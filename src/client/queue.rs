//! Play-queue mirror bookkeeping: delta-based rebuild planning and the
//! two-phase move planner.
//!
//! Both planners are pure so the dispatcher stays a thin executor: it
//! sends the planned commands and fetches the planned positions.

use std::collections::HashSet;

use crate::protocol::types::IdPos;

/// The client's last-known view of the server's play queue.
#[derive(Debug, Clone, Default)]
pub struct QueueMirror {
    /// Song ids in queue order.
    pub ids: Vec<u32>,
    /// Queue version the mirror was last rebuilt against.
    pub last_update_version: u32,
    /// Queue version most recently seen in a `status` reply.
    pub last_status_version: u32,
}

impl QueueMirror {
    pub fn reset(&mut self) {
        self.ids.clear();
        self.last_update_version = 0;
        self.last_status_version = 0;
    }
}

/// Where one slot of the rebuilt mirror comes from.
#[derive(Debug, Clone, Copy, PartialEq, Eq)]
pub enum SlotSource {
    /// The id existed in the prior mirror; the consumer already holds
    /// the track data, so only a placeholder is emitted.
    Carry { id: u32 },
    /// A new id; the slot's full record must be fetched by position.
    Fetch { pos: u32, id: u32 },
}

/// Plan the rebuild of the queue mirror from a `plchangesposid` delta.
///
/// `prior` is the current mirror, `changes` the reported
/// `(position, id)` pairs in ascending position order, and `new_len`
/// the queue length from the accompanying `status` reply (needed to
/// detect trailing deletions the delta does not report).
///
/// Returns `None` whenever the delta alone cannot guarantee a mirror
/// of exactly `new_len` slots; the caller then falls back to a full
/// refresh.
pub fn plan_rebuild(prior: &[u32], changes: &[IdPos], new_len: u32) -> Option<Vec<SlotSource>> {
    let new_len = new_len as usize;

    if changes.is_empty() {
        // Nothing changed; the mirror must already be the right size.
        if prior.len() != new_len {
            return None;
        }
        return Some(prior.iter().map(|&id| SlotSource::Carry { id }).collect());
    }

    let first_pos = changes[0].pos as usize;
    if first_pos > prior.len() {
        return None;
    }
    // The delta covers consecutive positions from the first change on.
    for (i, change) in changes.iter().enumerate() {
        if change.pos as usize != first_pos + i {
            return None;
        }
    }

    let known: HashSet<u32> = prior.iter().copied().collect();
    let mut slots = Vec::with_capacity(new_len);

    // Leading positions before the first change are untouched.
    for &id in &prior[..first_pos] {
        slots.push(SlotSource::Carry { id });
    }

    for change in changes {
        if known.contains(&change.id) {
            slots.push(SlotSource::Carry { id: change.id });
        } else {
            slots.push(SlotSource::Fetch {
                pos: change.pos,
                id: change.id,
            });
        }
    }

    // Trailing positions implied by the new length but not covered by
    // the delta carry over from the prior mirror, when it has them.
    let covered = first_pos + changes.len();
    if covered < new_len {
        if new_len > prior.len() {
            return None;
        }
        for &id in &prior[covered..new_len] {
            slots.push(SlotSource::Carry { id });
        }
    }

    if slots.len() != new_len {
        return None;
    }
    Some(slots)
}

/// Plan the relocation of the queue slots `items` to `dest` as a
/// sequence of `move <from> <to>` arguments.
///
/// Two phases: every selected item, largest index first, is moved to
/// the queue tail (counting how many of them originally preceded the
/// destination, to compensate the target index), then the relocated
/// block, now contiguous at the tail, is moved into place. Routing via
/// the tail keeps the earlier indices of each phase valid; a naive
/// single pass would invalidate them move by move.
pub fn plan_move(items: &[u32], dest: u32, size: u32) -> Vec<(u32, u32)> {
    let mut sorted = items.to_vec();
    sorted.sort_unstable();

    let mut moves = Vec::with_capacity(sorted.len() * 2);
    let mut dest_offset = 0;

    for &item in sorted.iter().rev() {
        if item < dest && item != size - 1 {
            // Moving away an item that resides before the destination
            // row shifts the destination left.
            dest_offset += 1;
        }
        moves.push((item, size - 1));
    }
    for i in (0..sorted.len() as u32).rev() {
        moves.push((size - 1 - i, dest - dest_offset));
    }
    moves
}
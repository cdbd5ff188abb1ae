//! Wire-level pieces of the MPD line protocol: reply framing,
//! response classification and the structured `key: value` parsers.

pub mod parse;
pub mod reply;
pub mod types;

/// Wrap a user-supplied name or path for embedding in a command line.
///
/// Backslashes and double quotes are escaped and the whole string is
/// wrapped in double quotes, matching what the server's tokenizer
/// expects for arguments containing whitespace.
pub fn encode_name(name: &str) -> String {
    format!("\"{}\"", name.replace('\\', "\\\\").replace('"', "\\\""))
}

#[cfg(test)]
mod tests {
    use super::*;

    /// Undo `encode_name` the way the server tokenizer does.
    fn decode_name(encoded: &str) -> Option<String> {
        let inner = encoded.strip_prefix('"')?.strip_suffix('"')?;
        let mut out = String::with_capacity(inner.len());
        let mut chars = inner.chars();
        while let Some(c) = chars.next() {
            if c == '\\' {
                out.push(chars.next()?);
            } else {
                out.push(c);
            }
        }
        Some(out)
    }

    #[test]
    fn encode_name_wraps_in_quotes() {
        assert_eq!(encode_name("song.flac"), "\"song.flac\"");
    }

    #[test]
    fn encode_name_escapes_quotes_and_backslashes() {
        assert_eq!(encode_name(r#"a"b"#), r#""a\"b""#);
        assert_eq!(encode_name(r"a\b"), r#""a\\b""#);
    }

    #[test]
    fn encode_name_round_trips() {
        for name in [
            "plain",
            "with spaces",
            r#"quo"ted"#,
            r"back\slash",
            r#"mi\x"ed \" both"#,
            "",
        ] {
            let encoded = encode_name(name);
            assert!(encoded.starts_with('"') && encoded.ends_with('"'));
            assert_eq!(decode_name(&encoded).as_deref(), Some(name));
        }
    }
}
//! Mock servers for protocol integration testing
//!
//! The mock MPD speaks the real line protocol on a local TCP port,
//! allowing full integration testing without a running daemon.

pub mod mpd;

pub use mpd::{MockMpdServer, MockSong};
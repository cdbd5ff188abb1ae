//! Event bus for engine-to-consumer communication
//!
//! Uses tokio::sync::broadcast for pub/sub pattern. Events are typed,
//! carry the parsed payloads, and are published in the same order as
//! the underlying socket events occur.

use std::sync::Arc;
use tokio::sync::broadcast;

pub mod events;

pub use events::MpdEvent;

/// Event bus handle for publishing and subscribing
#[derive(Clone)]
pub struct EventBus {
    sender: broadcast::Sender<MpdEvent>,
}

impl EventBus {
    /// Create a new event bus with specified capacity
    pub fn new(capacity: usize) -> Self {
        let (sender, _) = broadcast::channel(capacity);
        Self { sender }
    }

    /// Publish an event to all subscribers
    pub fn publish(&self, event: MpdEvent) {
        // Ignore send errors (no subscribers)
        let _ = self.sender.send(event);
    }

    /// Subscribe to all events
    pub fn subscribe(&self) -> broadcast::Receiver<MpdEvent> {
        self.sender.subscribe()
    }

    /// Get the number of current subscribers
    pub fn subscriber_count(&self) -> usize {
        self.sender.receiver_count()
    }
}

impl Default for EventBus {
    /// Default capacity (256 events)
    fn default() -> Self {
        Self::new(256)
    }
}

/// Shared event bus wrapped in Arc for thread-safe sharing
pub type SharedBus = Arc<EventBus>;

/// Create a new shared event bus
pub fn create_bus() -> SharedBus {
    Arc::new(EventBus::default())
}
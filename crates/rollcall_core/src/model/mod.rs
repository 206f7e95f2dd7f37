//! Domain model for attendance records and the changes that move them.
//!
//! # Responsibility
//! - Define the record shape shared by storage, change feeds and the view.
//! - Define the inbound change-event wire shape and its validated form.
//!
//! # Invariants
//! - Every record is identified by a stable, non-empty `RecordId`.
//! - A record without a `sort_key` has not been stamped by the store yet.
//!
//! # See also
//! - `feed` for the sources that emit change batches.

pub mod change;
pub mod record;
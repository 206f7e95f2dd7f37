//! Attendance record model.
//!
//! # Responsibility
//! - Define the canonical attendance record rendered by the live view.
//! - Validate identity and content before persistence.
//!
//! # Invariants
//! - `RecordId` is never empty and never reused for another record.
//! - `sort_key` is epoch milliseconds assigned by the store; `None` means the
//!   write has not been acknowledged yet.
//! - A record carries either non-empty text or an image reference.

use serde::{Deserialize, Serialize};
use std::error::Error;
use std::fmt::{Display, Formatter};
use uuid::Uuid;

/// Opaque stable identity assigned by the change source.
#[derive(Debug, Clone, PartialEq, Eq, PartialOrd, Ord, Hash, Serialize, Deserialize)]
#[serde(try_from = "String", into = "String")]
pub struct RecordId(String);

impl RecordId {
    /// Wraps an externally assigned identity.
    ///
    /// Surrounding whitespace is trimmed; blank values are rejected.
    pub fn new(value: impl Into<String>) -> Result<Self, RecordValidationError> {
        let value = value.into();
        let trimmed = value.trim();
        if trimmed.is_empty() {
            return Err(RecordValidationError::EmptyId);
        }
        Ok(Self(trimmed.to_string()))
    }

    /// Generates a fresh identity for records created by this process.
    pub fn generate() -> Self {
        Self(Uuid::new_v4().simple().to_string())
    }

    pub fn as_str(&self) -> &str {
        &self.0
    }
}

impl Display for RecordId {
    fn fmt(&self, f: &mut Formatter<'_>) -> std::fmt::Result {
        f.write_str(&self.0)
    }
}

impl TryFrom<String> for RecordId {
    type Error = RecordValidationError;

    fn try_from(value: String) -> Result<Self, Self::Error> {
        Self::new(value)
    }
}

impl From<RecordId> for String {
    fn from(value: RecordId) -> Self {
        value.0
    }
}

/// Fields shown in one rendered row.
#[derive(Debug, Clone, Default, PartialEq, Eq, Serialize, Deserialize)]
#[serde(rename_all = "camelCase")]
pub struct DisplayFields {
    pub name: String,
    /// Subject picked by the student. Also drives the row's curriculum class.
    pub text: String,
    pub rollno: String,
    #[serde(default, skip_serializing_if = "Option::is_none")]
    pub profile_pic_url: Option<String>,
    #[serde(default, skip_serializing_if = "Option::is_none")]
    pub image_url: Option<String>,
}

impl DisplayFields {
    /// Text-only fields for a submitted attendance entry.
    pub fn attendance(
        name: impl Into<String>,
        subject: impl Into<String>,
        rollno: impl Into<String>,
    ) -> Self {
        Self {
            name: name.into(),
            text: subject.into(),
            rollno: rollno.into(),
            profile_pic_url: None,
            image_url: None,
        }
    }

    /// Returns whether the row has anything to show in its message cell.
    pub fn has_content(&self) -> bool {
        !self.text.is_empty() || self.image_url.as_deref().is_some_and(|url| !url.is_empty())
    }
}

/// Canonical attendance record.
#[derive(Debug, Clone, PartialEq, Eq, Serialize, Deserialize)]
pub struct Record {
    pub id: RecordId,
    /// Server-assigned epoch milliseconds, absent until acknowledged.
    #[serde(rename = "timestamp", default)]
    pub sort_key: Option<i64>,
    #[serde(flatten)]
    pub fields: DisplayFields,
}

impl Record {
    /// Creates an unacknowledged record with a generated identity.
    pub fn new(fields: DisplayFields) -> Self {
        Self::with_id(RecordId::generate(), fields)
    }

    /// Creates an unacknowledged record with a caller-provided identity.
    pub fn with_id(id: RecordId, fields: DisplayFields) -> Self {
        Self {
            id,
            sort_key: None,
            fields,
        }
    }

    /// Sets the server timestamp.
    pub fn stamped(mut self, sort_key: i64) -> Self {
        self.sort_key = Some(sort_key);
        self
    }

    pub fn is_pending(&self) -> bool {
        self.sort_key.is_none()
    }

    /// Validates persistence invariants.
    ///
    /// # Errors
    /// - `EmptyContent` when neither text nor an image is present.
    /// - `NegativeSortKey` when the timestamp is before the epoch.
    pub fn validate(&self) -> Result<(), RecordValidationError> {
        if !self.fields.has_content() {
            return Err(RecordValidationError::EmptyContent(self.id.clone()));
        }
        if let Some(sort_key) = self.sort_key {
            if sort_key < 0 {
                return Err(RecordValidationError::NegativeSortKey {
                    id: self.id.clone(),
                    sort_key,
                });
            }
        }
        Ok(())
    }
}

#[derive(Debug, Clone, PartialEq, Eq)]
pub enum RecordValidationError {
    EmptyId,
    EmptyContent(RecordId),
    NegativeSortKey { id: RecordId, sort_key: i64 },
}

impl Display for RecordValidationError {
    fn fmt(&self, f: &mut Formatter<'_>) -> std::fmt::Result {
        match self {
            Self::EmptyId => write!(f, "record id must not be empty"),
            Self::EmptyContent(id) => write!(f, "record {id} has neither text nor image"),
            Self::NegativeSortKey { id, sort_key } => {
                write!(f, "record {id} has negative timestamp {sort_key}")
            }
        }
    }
}

impl Error for RecordValidationError {}

#[cfg(test)]
mod tests {
    use super::{DisplayFields, Record, RecordId, RecordValidationError};

    #[test]
    fn record_id_trims_and_rejects_blank() {
        assert_eq!(RecordId::new("  abc ").unwrap().as_str(), "abc");
        assert_eq!(RecordId::new("   "), Err(RecordValidationError::EmptyId));
    }

    #[test]
    fn generated_ids_are_distinct() {
        assert_ne!(RecordId::generate(), RecordId::generate());
    }

    #[test]
    fn validate_requires_text_or_image() {
        let mut record = Record::new(DisplayFields::attendance("Asha", "", "12"));
        assert!(matches!(
            record.validate(),
            Err(RecordValidationError::EmptyContent(_))
        ));

        record.fields.image_url = Some("https://img.example/a.png?x=1".to_string());
        record.validate().expect("image-only record is valid");
    }

    #[test]
    fn validate_rejects_negative_timestamp() {
        let record = Record::new(DisplayFields::attendance("Asha", "Maths", "12")).stamped(-5);
        assert!(matches!(
            record.validate(),
            Err(RecordValidationError::NegativeSortKey { sort_key: -5, .. })
        ));
    }

    #[test]
    fn serializes_with_document_field_names() {
        let record = Record::with_id(
            RecordId::new("r1").unwrap(),
            DisplayFields {
                profile_pic_url: Some("/p.png".to_string()),
                ..DisplayFields::attendance("Asha", "Maths", "12")
            },
        )
        .stamped(100);

        let json = serde_json::to_value(&record).unwrap();
        assert_eq!(json["id"], "r1");
        assert_eq!(json["timestamp"], 100);
        assert_eq!(json["profilePicUrl"], "/p.png");
        assert!(json.get("imageUrl").is_none());
    }
}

* **Assignment**
What lines in the data above contain the word "caller"? Copy them all.

* **Task solution**
/// of exactly `new_len` slots; the caller then falls back to a full
    /// Creates an unacknowledged record with a caller-provided identity.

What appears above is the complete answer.